Distributor ID: Ubuntu
Description:    Ubuntu 22.04.2 LTS
Release:        22.04
Codename:       jammy

Apply any pending updates:

sudo apt update
sudo apt upgrade

(this will take a while the first time)

and you can then head over to e.g. https://switch2osm.org/serving-tiles/ to do whatever it was you wanted to do.

Discussion

Comment from stephan75 on 27 January 2023 at 15:50

Very very interesting!

What are the minimum hardware and software requirements to follow your steps?

After rebooting the here-in-use Win10 system, I cannot find any “ubuntu” item or option. Is it via Microsoft windows app store or similar?

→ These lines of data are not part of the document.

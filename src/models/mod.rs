//! Data models shared by the managers and the HTTP API.

mod chat;
mod session;
mod tag;

pub use chat::*;
pub use session::*;
pub use tag::*;
//! Database module for SQLite persistence.
//!
//! Each manager call runs in its own short transaction: commit on success,
//! rollback when the transaction is dropped on any error path.

mod chats;
mod sessions;
mod tags;

pub use chats::*;
pub use sessions::*;
pub use tags::*;

use sqlx::sqlite::{SqliteConnectOptions, SqliteJournalMode, SqlitePool, SqlitePoolOptions};
use std::path::Path;
use std::str::FromStr;

/// Split read/write pools over one SQLite file in WAL mode.
///
/// `writer` has a single connection, so write transactions are serialized and a
/// check-then-insert sequence never interleaves with another writer in this
/// process. `reader` serves concurrent read-only transactions.
#[derive(Clone)]
pub struct DatabasePool {
    pub reader: SqlitePool,
    pub writer: SqlitePool,
}

/// Initialize the database pools and run migrations.
pub async fn init_database(db_path: &Path) -> Result<DatabasePool, sqlx::Error> {
    // Ensure the parent directory exists
    if let Some(parent) = db_path.parent().filter(|p| !p.as_os_str().is_empty()) {
        tokio::fs::create_dir_all(parent).await.map_err(sqlx::Error::Io)?;
    }

    let db_url = format!("sqlite:{}?mode=rwc", db_path.display());

    let base_opts = SqliteConnectOptions::from_str(&db_url)?
        .create_if_missing(true)
        .foreign_keys(true)
        .journal_mode(SqliteJournalMode::Wal)
        .synchronous(sqlx::sqlite::SqliteSynchronous::Normal)
        .busy_timeout(std::time::Duration::from_secs(30));

    let writer = SqlitePoolOptions::new()
        .max_connections(1)
        .connect_with(base_opts.clone())
        .await?;

    // Schema must exist before read-only connections open the file
    run_migrations(&writer).await?;

    let reader = SqlitePoolOptions::new()
        .max_connections(5)
        .connect_with(base_opts.read_only(true))
        .await?;

    tracing::debug!(path = %db_path.display(), "Database ready");
    Ok(DatabasePool { reader, writer })
}

/// Run database migrations.
async fn run_migrations(pool: &SqlitePool) -> Result<(), sqlx::Error> {
    sqlx::query(
        r#"
        CREATE TABLE IF NOT EXISTS chats (
            id INTEGER PRIMARY KEY,
            name TEXT,
            registered_at TEXT NOT NULL
        );
        "#,
    )
    .execute(pool)
    .await?;

    sqlx::query(
        r#"
        CREATE TABLE IF NOT EXISTS user_chats (
            user_id INTEGER NOT NULL,
            chat_id INTEGER NOT NULL REFERENCES chats(id) ON DELETE CASCADE,
            is_main INTEGER NOT NULL DEFAULT 0,
            PRIMARY KEY (user_id, chat_id)
        );
        "#,
    )
    .execute(pool)
    .await?;

    sqlx::query(
        r#"
        CREATE TABLE IF NOT EXISTS tags (
            name TEXT NOT NULL,
            chat_id INTEGER NOT NULL REFERENCES chats(id) ON DELETE CASCADE,
            PRIMARY KEY (name, chat_id)
        );
        "#,
    )
    .execute(pool)
    .await?;

    sqlx::query(
        r#"
        CREATE TABLE IF NOT EXISTS message_tags (
            message_id TEXT NOT NULL,
            tag_name TEXT NOT NULL,
            tag_chat_id INTEGER NOT NULL,
            PRIMARY KEY (message_id, tag_name, tag_chat_id),
            FOREIGN KEY (tag_name, tag_chat_id) REFERENCES tags(name, chat_id) ON DELETE CASCADE
        );
        "#,
    )
    .execute(pool)
    .await?;

    sqlx::query(
        r#"
        CREATE TABLE IF NOT EXISTS session_messages (
            message_id TEXT NOT NULL,
            chat_id INTEGER NOT NULL REFERENCES chats(id) ON DELETE CASCADE,
            sent_at TEXT NOT NULL,
            PRIMARY KEY (message_id, chat_id)
        );
        "#,
    )
    .execute(pool)
    .await?;

    // Indexes for common queries; the partial index allows one main chat per user
    sqlx::query(
        r#"
        CREATE UNIQUE INDEX IF NOT EXISTS idx_user_chats_one_main ON user_chats(user_id) WHERE is_main = 1;
        CREATE INDEX IF NOT EXISTS idx_user_chats_chat ON user_chats(chat_id);
        CREATE INDEX IF NOT EXISTS idx_message_tags_tag ON message_tags(tag_chat_id, tag_name);
        CREATE INDEX IF NOT EXISTS idx_message_tags_message ON message_tags(tag_chat_id, message_id);
        CREATE INDEX IF NOT EXISTS idx_session_messages_chat ON session_messages(chat_id);
        "#,
    )
    .execute(pool)
    .await?;

    Ok(())
}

Comment from SomeoneElse on 27 January 2023 at 15:59

There are various “Ubuntu” options in the Windows app store. From memory, it used to be needed to download “Ubuntu” from there, but it looked like it it might have been removed, hence the notes above.

Go into powershell, and type “wsl -l -v”.

If that does not list anything, install “Ubuntu” from the Microsoft App Store. If you get a choice of 20.04 and 22.04, choose 22.04 because more OSM tools are built-in there.

Comment from mboeringa on 29 January 2023 at 13:29

Nice to see this lesser known option on Windows to run Linux via WSL pointed out.

Maybe it is good though to also include the option to run Ubuntu in a Windows “Hyper-V” virtual machine, especially for those who are more user interface oriented rather than command line:

https://learn.microsoft.com/en-us/virtualization/hyper-v-on-windows/quick-start/enable-hyper-v

Hyper-V is a cost-less option by default available on the Pro, Education and Workstation editions of Windows, but not Home.

This wasn’t the case a few years ago, but Microsoft added an Ubuntu virtual machine as one the default options for guest systems in Hyper-V.

I have been happily running such an Ubuntu virtual machine with osm2pgsql and PostgreSQL / PostGIS for the last two years now on a Windows 10 host system, and it has proven both rock solid and performant.